Flicking through my Welsh Saint's book for stories on this ;
Halloween is of course the popular name for All Hallow's Eve, and is a night of superstition and ghost stories, so the Welsh have the same traditions as in other parts of the country, and of course a great feast which we sometimes forget about.
The reapers supper in Carmarthenshire usually had whipod - rice,bread, raisins currants and treacle.
In Anglesey the feast consisted of potatoes, turnips and oatcakes. In Carmathenshire, writing in 1760 "the contents of a brewing pan of beef and mutton, with arage and potatoes, and pottage, and pudding of wheaten flour, about 20 gallons of light ale and about 20 gallons of beer"
In Montgomeryshire on Nos Galan Gaeaf, a mash was made of nine ingredients (3 times 3 is a lucky number); leeks, potatoes, carrots, turnips, parsnips, peas, fresh milk, salt and pepper. A wedding ring was hidden in the mash (bit like a sixpenny bit in the xmas cake) and young maidens would dig in with wooden spoons anxious to learn their fate.
In Carmarthenshire the ceremony was also a feature around 9 ingredients, this time a pancake called stymp naw rhyw which was made by 9 girls, who ate a piece each.
Apple bobbing was popular, and wassailing was also carried out, with punch being drunk from 'puzzle jugs'
This tale I find funny; In the Vale of Glamorganshire, spirits roamed the churchyards at night, and the bravest villager would don his coat and vest inside out, reciting the Lord's Prayer backwards as he walked around the church a number of times. Then he would walk up to the church porch and place his finger in the keyhole to prevent spirits from escaping! It was also believed that apparitions of those about to die could also be seen through the keyhole.

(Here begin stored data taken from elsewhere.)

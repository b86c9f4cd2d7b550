use cindir_3d::mesh::reconstruction::create_sphere_point_cloud;
use cindir_3d::{poisson_reconstruction, quantile, remove_low_density_vertices, PoissonConfig};
use cindir_core::{Error, PointCloud};
use cindir_io::{write_point_cloud_file, PlyEncoding};
use cindir_pipeline::{PointCloudPipeline, ProcessingMetadata, Stage, StageOutcome};
use cindir_point_cloud::{
    estimate_normals, NormalEstimationConfig, StatisticalOutlierConfig, VoxelDownsampleConfig,
};
use nalgebra::Point3;
use std::path::{Path, PathBuf};

const TS: &str = "20240615_101500";

fn sphere_file(dir: &Path) -> PathBuf {
    let path = dir.join("sphere.ply");
    let cloud = create_sphere_point_cloud(Point3::new(1.0, 2.0, 3.0), 1.0, 1500);
    write_point_cloud_file(&path, &cloud, PlyEncoding::BinaryLittleEndian).unwrap();
    path
}

fn xyz_file(dir: &Path) -> PathBuf {
    let path = dir.join("grid.xyz");
    let mut text = String::new();
    for x in 0..10 {
        for y in 0..10 {
            text.push_str(&format!("{} {} 0\n", x as f64 * 0.1, y as f64 * 0.1));
        }
    }
    std::fs::write(&path, text).unwrap();
    path
}

fn read_metadata(path: &Path) -> ProcessingMetadata {
    serde_json::from_str(&std::fs::read_to_string(path).unwrap()).unwrap()
}

#[test]
fn test_full_run_writes_all_artifacts() {
    let dir = tempfile::tempdir().unwrap();
    let mut pipeline = PointCloudPipeline::new();

    assert_eq!(
        pipeline.load(sphere_file(dir.path())).unwrap(),
        StageOutcome::Loaded { points: 1500 }
    );
    pipeline
        .run_stage(&Stage::RemoveOutliers(StatisticalOutlierConfig::default()))
        .unwrap();
    let outcome = pipeline
        .run_stage(&Stage::ReconstructMesh {
            poisson: PoissonConfig {
                depth: 5,
                ..PoissonConfig::default()
            },
            density_quantile: 0.1,
        })
        .unwrap();
    let StageOutcome::MeshReconstructed { vertices, faces, .. } = outcome else {
        panic!("unexpected outcome {outcome:?}");
    };
    assert!(vertices > 0 && faces > 0);

    let out = dir.path().join("out");
    let report = pipeline.persist_with_timestamp(&out, TS).unwrap();
    assert_eq!(report.cloud_path, Some(out.join(format!("processed_cloud_{TS}.ply"))));
    assert_eq!(report.mesh_path, Some(out.join(format!("mesh_{TS}.ply"))));
    assert_eq!(report.metadata_path, out.join(format!("metadata_{TS}.json")));

    let meta = read_metadata(&report.metadata_path);
    assert_eq!(meta.processing_date, TS);
    assert_eq!(meta.original_points, 1500);
    assert_eq!(meta.final_points, pipeline.cloud().unwrap().len());
    assert_eq!(meta.mesh_vertices, vertices);
    assert_eq!(meta.mesh_faces, faces);

    let reloaded = cindir_io::read_point_cloud(report.cloud_path.unwrap()).unwrap();
    assert_eq!(reloaded.len(), meta.final_points);
}

fn sphere_distance(v: &Point3<f64>, center: &Point3<f64>) -> f64 {
    ((v - center).norm() - 1.0).abs()
}

#[test]
fn test_pruning_trims_extrapolated_vertices_with_estimated_normals() {
    let center = Point3::new(1.0, 2.0, 3.0);
    let mut cloud = create_sphere_point_cloud(center, 1.0, 3000);
    cloud.normals = None;
    let normals = NormalEstimationConfig {
        radius: 0.2,
        max_nn: 30,
    };
    estimate_normals(&mut cloud, &normals).unwrap();

    let poisson = PoissonConfig {
        depth: 5,
        ..PoissonConfig::default()
    };
    let mut mesh = poisson_reconstruction(&cloud, &poisson).unwrap();
    let densities = mesh.densities.clone().unwrap();
    assert!(densities.iter().all(|&d| d > 0.0));

    let threshold = quantile(&densities, 0.1).unwrap();
    let (mut removed, mut kept) = (Vec::new(), Vec::new());
    for (v, &d) in mesh.vertices.iter().zip(&densities) {
        let dist = sphere_distance(v, &center);
        if d < threshold {
            removed.push(dist);
        } else {
            kept.push(dist);
        }
    }
    assert!(!removed.is_empty());
    let mean = |xs: &[f64]| xs.iter().sum::<f64>() / xs.len() as f64;
    assert!(
        mean(&removed) > mean(&kept),
        "removed {} kept {}",
        mean(&removed),
        mean(&kept)
    );

    let pruned = remove_low_density_vertices(&mut mesh, 0.1).unwrap();
    assert_eq!(pruned, removed.len());
    assert!(mesh.validate().is_ok());

    // Same run through the pipeline stages.
    let dir = tempfile::tempdir().unwrap();
    let path = dir.path().join("bare_sphere.ply");
    let mut bare = create_sphere_point_cloud(center, 1.0, 3000);
    bare.normals = None;
    write_point_cloud_file(&path, &bare, PlyEncoding::BinaryLittleEndian).unwrap();

    let mut pipeline = PointCloudPipeline::new();
    pipeline.load(&path).unwrap();
    pipeline.run_stage(&Stage::EstimateNormals(normals)).unwrap();
    let outcome = pipeline
        .run_stage(&Stage::ReconstructMesh {
            poisson,
            density_quantile: 0.1,
        })
        .unwrap();
    let StageOutcome::MeshReconstructed {
        pruned_vertices, ..
    } = outcome
    else {
        panic!("unexpected outcome {outcome:?}");
    };
    assert!(pruned_vertices > 0);
}

#[test]
fn test_mesh_needs_normals() {
    let dir = tempfile::tempdir().unwrap();
    let mut pipeline = PointCloudPipeline::new();
    pipeline.load(xyz_file(dir.path())).unwrap();

    let err = pipeline
        .reconstruct_mesh(&PoissonConfig::default(), 0.1)
        .unwrap_err();
    assert!(matches!(err, Error::MissingPrerequisite { .. }));
    assert!(pipeline.mesh().is_none());
}

#[test]
fn test_failed_stage_leaves_state_untouched() {
    let dir = tempfile::tempdir().unwrap();
    let mut pipeline = PointCloudPipeline::new();
    pipeline.load(xyz_file(dir.path())).unwrap();
    let before: PointCloud = pipeline.cloud().unwrap().clone();

    let bad = Stage::Downsample(VoxelDownsampleConfig { voxel_size: 0.0 });
    assert!(matches!(
        pipeline.run_stage(&bad),
        Err(Error::InvalidParameter(_))
    ));
    assert_eq!(pipeline.cloud(), Some(&before));
}

#[test]
fn test_downsample_updates_final_count() {
    let dir = tempfile::tempdir().unwrap();
    let mut pipeline = PointCloudPipeline::new().with_ply_encoding(PlyEncoding::Ascii);
    pipeline.load(xyz_file(dir.path())).unwrap();

    let outcome = pipeline
        .downsample(&VoxelDownsampleConfig { voxel_size: 10.0 })
        .unwrap();
    assert_eq!(outcome, StageOutcome::Downsampled { before: 100, after: 1 });

    let report = pipeline.persist_with_timestamp(dir.path().join("out"), TS).unwrap();
    let meta = read_metadata(&report.metadata_path);
    assert_eq!((meta.original_points, meta.final_points), (100, 1));
    assert!(report.mesh_path.is_none());
}

#[test]
fn test_persist_with_nothing_loaded() {
    let dir = tempfile::tempdir().unwrap();
    let pipeline = PointCloudPipeline::new();
    let report = pipeline.persist(dir.path()).unwrap();

    assert_eq!(report.timestamp.len(), "YYYYMMDD_HHMMSS".len());
    assert_eq!(std::fs::read_dir(dir.path()).unwrap().count(), 1);
    let meta = read_metadata(&report.metadata_path);
    assert_eq!(
        (meta.original_points, meta.final_points, meta.mesh_vertices, meta.mesh_faces),
        (0, 0, 0, 0)
    );
}

#[test]
fn test_reload_clears_mesh_and_reset_clears_all() {
    let dir = tempfile::tempdir().unwrap();
    let mut pipeline = PointCloudPipeline::new();
    pipeline.load(sphere_file(dir.path())).unwrap();
    pipeline
        .reconstruct_mesh(
            &PoissonConfig {
                depth: 4,
                ..PoissonConfig::default()
            },
            0.1,
        )
        .unwrap();
    assert!(pipeline.mesh().is_some());

    pipeline.load(xyz_file(dir.path())).unwrap();
    assert!(pipeline.mesh().is_none());
    assert_eq!(pipeline.original_point_count(), 100);

    pipeline.reset();
    assert!(pipeline.cloud().is_none());
    assert_eq!(pipeline.original_point_count(), 0);
}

And the tale of trick or treating? Well in other parts of Wales, youths would dress up in girls' clothes and vice-versa and groups of young people would wander from house to house in the dark chanting verses and soliciting gifts of fruit and nuts..In other areas men would dress up in sheepskins and blacked their faces and were given gifts of nuts, apple and beer. These groups were known as the
gwrachod (hags, or witches) and were meant to bring good tidings and expel bad spirits from the household.

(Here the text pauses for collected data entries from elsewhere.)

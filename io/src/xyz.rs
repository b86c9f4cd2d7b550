//! XYZ plain-text point lists.
//!
//! One point per line, whitespace separated. Blank lines and `#` comments are
//! skipped. When the first data line has six or more fields, fields 4-6 are
//! 0-255 RGB and every later line must carry them too.

use crate::{Error, Result};
use cindir_core::PointCloud;
use nalgebra::Point3;
use std::io::BufRead;

fn parse_field(token: &str, line_no: usize) -> Result<f64> {
    token
        .parse()
        .map_err(|_| Error::Parse(format!("line {line_no}: invalid number '{token}'")))
}

/// Read an XYZ point list
pub fn read_xyz<R: BufRead>(reader: R) -> Result<PointCloud> {
    let mut points = Vec::new();
    let mut colors: Option<Vec<Point3<f64>>> = None;
    let mut first = true;

    for (i, line) in reader.lines().enumerate() {
        let line_no = i + 1;
        let line = line?;
        let line = line.trim();
        if line.is_empty() || line.starts_with('#') {
            continue;
        }

        let fields: Vec<&str> = line.split_whitespace().collect();
        if first {
            if fields.len() >= 6 {
                colors = Some(Vec::new());
            }
            first = false;
        }

        let needed = if colors.is_some() { 6 } else { 3 };
        if fields.len() < needed {
            return Err(Error::InvalidData(format!(
                "line {line_no}: expected at least {needed} fields, found {}",
                fields.len()
            )));
        }

        points.push(Point3::new(
            parse_field(fields[0], line_no)?,
            parse_field(fields[1], line_no)?,
            parse_field(fields[2], line_no)?,
        ));
        if let Some(colors) = colors.as_mut() {
            colors.push(Point3::new(
                parse_field(fields[3], line_no)? / 255.0,
                parse_field(fields[4], line_no)? / 255.0,
                parse_field(fields[5], line_no)? / 255.0,
            ));
        }
    }

    Ok(PointCloud {
        points,
        colors,
        normals: None,
    })
}

#[cfg(test)]
mod tests {
    use super::*;
    use std::io::Cursor;

    #[test]
    fn test_plain_points_with_comments() {
        let data = "# exported scan\n0 0 0\n\n1.5 2.5 -3\n  4 5 6  \n";
        let cloud = read_xyz(Cursor::new(data)).unwrap();
        assert_eq!(cloud.len(), 3);
        assert_eq!(cloud.points[1], Point3::new(1.5, 2.5, -3.0));
        assert!(cloud.colors.is_none());
    }

    #[test]
    fn test_colors_from_first_line() {
        let data = "0 0 0 255 0 0\n1 1 1 0 51 255 0.5\n";
        let cloud = read_xyz(Cursor::new(data)).unwrap();
        let colors = cloud.colors.unwrap();
        assert_eq!(colors[0], Point3::new(1.0, 0.0, 0.0));
        assert!((colors[1].y - 0.2).abs() < 1e-12);
    }

    #[test]
    fn test_missing_color_on_later_line() {
        let data = "0 0 0 255 0 0\n1 1 1\n";
        assert!(matches!(
            read_xyz(Cursor::new(data)),
            Err(Error::InvalidData(_))
        ));
    }

    #[test]
    fn test_bad_number_names_line() {
        let data = "0 0 0\n\n1 x 1\n";
        let err = read_xyz(Cursor::new(data)).unwrap_err();
        assert!(err.to_string().contains("line 3"));
    }
}
//! Point cloud import, cleanup, surface reconstruction and export.
//!
//! Umbrella crate over the workspace members. The `cindir` binary is a thin
//! command line host around [`pipeline::PipelineWorker`].

pub use cindir_3d as mesh;
pub use cindir_core as core;
pub use cindir_io as io;
pub use cindir_pipeline as pipeline;
pub use cindir_point_cloud as point_cloud;

pub use cindir_core::{Error, PointCloud, Result};
pub use cindir_pipeline::{PipelineConfig, PipelineWorker, PointCloudPipeline};
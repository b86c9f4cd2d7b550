use nalgebra::{Point3, Scalar, Vector3};

/// Points with optional per-point colors and normals.
///
/// Colors are RGB in `[0, 1]`. When `colors` or `normals` is present it holds
/// exactly one entry per point.
#[derive(Debug, Clone, Default, PartialEq)]
pub struct PointCloud<T: Scalar = f64> {
    pub points: Vec<Point3<T>>,
    pub colors: Option<Vec<Point3<T>>>,
    pub normals: Option<Vec<Vector3<T>>>,
}

impl<T: Scalar> PointCloud<T> {
    pub fn new(points: Vec<Point3<T>>) -> Self {
        Self {
            points,
            colors: None,
            normals: None,
        }
    }

    pub fn with_colors(mut self, colors: Vec<Point3<T>>) -> crate::Result<Self> {
        if colors.len() == self.points.len() {
            self.colors = Some(colors);
            Ok(self)
        } else {
            Err(crate::Error::InvalidInput(format!(
                "Color count {} does not match point count {}",
                colors.len(),
                self.points.len()
            )))
        }
    }

    pub fn with_normals(mut self, normals: Vec<Vector3<T>>) -> crate::Result<Self> {
        if normals.len() == self.points.len() {
            self.normals = Some(normals);
            Ok(self)
        } else {
            Err(crate::Error::InvalidInput(format!(
                "Normal count {} does not match point count {}",
                normals.len(),
                self.points.len()
            )))
        }
    }

    pub fn len(&self) -> usize {
        self.points.len()
    }

    pub fn is_empty(&self) -> bool {
        self.points.is_empty()
    }

    pub fn has_colors(&self) -> bool {
        self.colors.is_some()
    }

    pub fn has_normals(&self) -> bool {
        self.normals.is_some()
    }

    /// Checks that every attribute array matches the point count.
    pub fn validate(&self) -> crate::Result<()> {
        if let Some(colors) = &self.colors {
            if colors.len() != self.points.len() {
                return Err(crate::Error::InvalidData(format!(
                    "Color count {} does not match point count {}",
                    colors.len(),
                    self.points.len()
                )));
            }
        }
        if let Some(normals) = &self.normals {
            if normals.len() != self.points.len() {
                return Err(crate::Error::InvalidData(format!(
                    "Normal count {} does not match point count {}",
                    normals.len(),
                    self.points.len()
                )));
            }
        }
        Ok(())
    }

    /// Returns the points at `indices`, in that order, with their attributes.
    ///
    /// Indices out of range are ignored.
    pub fn select_by_index(&self, indices: &[usize]) -> Self {
        let indices: Vec<usize> = indices
            .iter()
            .copied()
            .filter(|&i| i < self.points.len())
            .collect();

        Self {
            points: indices.iter().map(|&i| self.points[i].clone()).collect(),
            colors: self
                .colors
                .as_ref()
                .map(|c| indices.iter().map(|&i| c[i].clone()).collect()),
            normals: self
                .normals
                .as_ref()
                .map(|n| indices.iter().map(|&i| n[i].clone()).collect()),
        }
    }
}

impl PointCloud<f64> {
    /// Axis-aligned bounding box, `None` for an empty cloud.
    pub fn bounds(&self) -> Option<(Point3<f64>, Point3<f64>)> {
        let first = *self.points.first()?;
        let mut min = first;
        let mut max = first;

        for p in &self.points {
            min.x = min.x.min(p.x);
            min.y = min.y.min(p.y);
            min.z = min.z.min(p.z);
            max.x = max.x.max(p.x);
            max.y = max.y.max(p.y);
            max.z = max.z.max(p.z);
        }

        Some((min, max))
    }
}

And as the celtic 'old year' disappears, on this last night it was a tradition for a local Ladi Wen (ghost of the white lady) too appear, but then in North Wales it was more often the terrible Hwch Ddu Gwta (tailess black sow - another celtic tradition). Bonfires were lit on hillsides, apples and potatoes were roasted and the watchers would dance and leap through the flames for good luck in the forthcoming year. Stones were thrown into the fire, and as the flames died down, everyone would rush home to escape the clutches of the great black pig. If you found your stone in the morning in the fire then luck would follow, if not misfortune would follow...
Tales told from T.D.Breverton - The Book of Welsh Saints.

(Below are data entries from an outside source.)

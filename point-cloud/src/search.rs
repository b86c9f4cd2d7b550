//! Nearest-neighbor queries over a fixed set of points.

use nalgebra::Point3;
use rstar::{PointDistance, RTree, RTreeObject, AABB};

// Wrapper for RTree
struct IndexedPoint(usize, [f64; 3]);

impl RTreeObject for IndexedPoint {
    type Envelope = AABB<[f64; 3]>;
    fn envelope(&self) -> Self::Envelope {
        AABB::from_point(self.1)
    }
}

impl PointDistance for IndexedPoint {
    fn distance_2(&self, point: &[f64; 3]) -> f64 {
        let dx = self.1[0] - point[0];
        let dy = self.1[1] - point[1];
        let dz = self.1[2] - point[2];
        dx * dx + dy * dy + dz * dz
    }
}

/// Bulk-loaded R-tree over point positions.
///
/// Query results are `(point index, distance)` pairs sorted by distance.
pub struct PointIndex {
    tree: RTree<IndexedPoint>,
}

impl PointIndex {
    pub fn build(points: &[Point3<f64>]) -> Self {
        let wrappers = points
            .iter()
            .enumerate()
            .map(|(i, p)| IndexedPoint(i, [p.x, p.y, p.z]))
            .collect();
        Self {
            tree: RTree::bulk_load(wrappers),
        }
    }

    pub fn len(&self) -> usize {
        self.tree.size()
    }

    pub fn is_empty(&self) -> bool {
        self.tree.size() == 0
    }

    /// The `k` nearest neighbors of the indexed point `index`, itself excluded.
    pub fn knn_excluding(&self, index: usize, query: &Point3<f64>, k: usize) -> Vec<(usize, f64)> {
        self.tree
            .nearest_neighbor_iter_with_distance_2(&[query.x, query.y, query.z])
            .filter(|(p, _)| p.0 != index)
            .take(k)
            .map(|(p, d2)| (p.0, d2.sqrt()))
            .collect()
    }

    /// Up to `max_nn` nearest points within `radius` of `query`.
    pub fn hybrid(&self, query: &Point3<f64>, radius: f64, max_nn: usize) -> Vec<(usize, f64)> {
        let radius_2 = radius * radius;
        self.tree
            .nearest_neighbor_iter_with_distance_2(&[query.x, query.y, query.z])
            .take_while(|(_, d2)| *d2 <= radius_2)
            .take(max_nn)
            .map(|(p, d2)| (p.0, d2.sqrt()))
            .collect()
    }
}

#[cfg(test)]
mod tests {
    use super::*;

    fn line() -> Vec<Point3<f64>> {
        (0..10).map(|i| Point3::new(i as f64, 0.0, 0.0)).collect()
    }

    #[test]
    fn test_hybrid_sorted_and_includes_self() {
        let points = line();
        let index = PointIndex::build(&points);
        assert_eq!(index.len(), 10);

        let result = index.hybrid(&points[5], 10.0, 3);
        assert_eq!(result.len(), 3);
        assert_eq!(result[0], (5, 0.0));
        assert!((result[1].1 - 1.0).abs() < 1e-12);
        assert!((result[2].1 - 1.0).abs() < 1e-12);
    }

    #[test]
    fn test_knn_excluding_skips_query() {
        let points = line();
        let index = PointIndex::build(&points);
        let result = index.knn_excluding(0, &points[0], 2);
        assert_eq!(result.iter().map(|r| r.0).collect::<Vec<_>>(), vec![1, 2]);
    }

    #[test]
    fn test_hybrid_respects_radius_and_cap() {
        let points = line();
        let index = PointIndex::build(&points);

        let within = index.hybrid(&points[5], 1.5, 30);
        assert_eq!(within.len(), 3);

        let capped = index.hybrid(&points[5], 100.0, 4);
        assert_eq!(capped.len(), 4);
    }
}
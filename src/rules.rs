//! Rule expressions and the parsed rule set.
//!
//! A rule expression is a pipe-delimited string: rules joined by `|`,
//! parameters introduced by the first `:` and comma-separated after that.
//! `"required|between:1,10"` parses to two [`Rule`]s.

use indexmap::IndexMap;
use serde::Serialize;

/// Rules for each attribute path, in declaration order.
pub type RuleSet = IndexMap<String, Vec<Rule>>;

/// A named, parameterized check applied to one attribute. Immutable once
/// parsed; identity is the normalized name.
#[derive(Clone, Debug, PartialEq, Eq, Serialize)]
pub struct Rule {
    pub name: String,
    pub params: Vec<String>,
}

impl Rule {
    /// Build a rule from a pre-split name and parameter list. The name is
    /// normalized the same way string expressions are.
    pub fn new(name: impl AsRef<str>, params: Vec<String>) -> Self {
        Rule {
            name: normalize_rule_name(name.as_ref()),
            params,
        }
    }
}

/// Canonical rule identifier: trimmed, lowercased, dashes to underscores.
/// The same form keys dispatch, message lookup, and the failed-rules export.
pub fn normalize_rule_name(raw: &str) -> String {
    raw.trim().to_ascii_lowercase().replace('-', "_")
}

/// Parse a pipe-delimited rule expression. Empty segments are skipped.
pub fn parse_rule_expression(expression: &str) -> Vec<Rule> {
    expression.split('|').filter_map(parse_rule_segment).collect()
}

/// Parse a single `name[:params]` segment.
///
/// Splits on the first `:` only; remaining colons belong to the parameter
/// blob. Parameters are comma-separated, except for `regex`, whose entire
/// remainder is one parameter (the pattern may contain commas and colons).
fn parse_rule_segment(segment: &str) -> Option<Rule> {
    let segment = segment.trim();
    if segment.is_empty() {
        return None;
    }
    let (raw_name, raw_params) = match segment.split_once(':') {
        Some((name, params)) => (name, Some(params)),
        None => (segment, None),
    };
    let name = normalize_rule_name(raw_name);
    if name.is_empty() {
        return None;
    }
    let params = match raw_params {
        None => Vec::new(),
        Some(blob) if name == "regex" => vec![blob.to_string()],
        Some(blob) => blob.split(',').map(str::to_string).collect(),
    };
    Some(Rule { name, params })
}

/// Parse an attribute → expression mapping into a [`RuleSet`].
pub fn parse_rule_set<I, K, V>(raw: I) -> RuleSet
where
    I: IntoIterator<Item = (K, V)>,
    K: Into<String>,
    V: AsRef<str>,
{
    let mut set = RuleSet::new();
    for (attribute, expression) in raw {
        merge_into(&mut set, attribute.into(), parse_rule_expression(expression.as_ref()));
    }
    set
}

/// Append rules for an attribute, preserving declaration order.
pub(crate) fn merge_into(set: &mut RuleSet, attribute: String, rules: Vec<Rule>) {
    set.entry(attribute).or_default().extend(rules);
}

And wishing we were in Whitby so that we could experience St.Mary's churchyard this night, a tale told in the Guardian;
If you like spectacular ghosts, they don't come better than the phantom hearse of Whitby. They say that when a Whitby sailor was buried in St Mary's churchyard, a large hearse with four jet-black horses would appear beside the grave at night, ready to take him away. A group of ghostly mourners would appear from the coach and remove the body from its grave. The spectral coach, lit by burning torches and driven by a headless phantom coachman shrouded in a black cloak, would then gallop away at speed and plummet over the cliffs into the sea.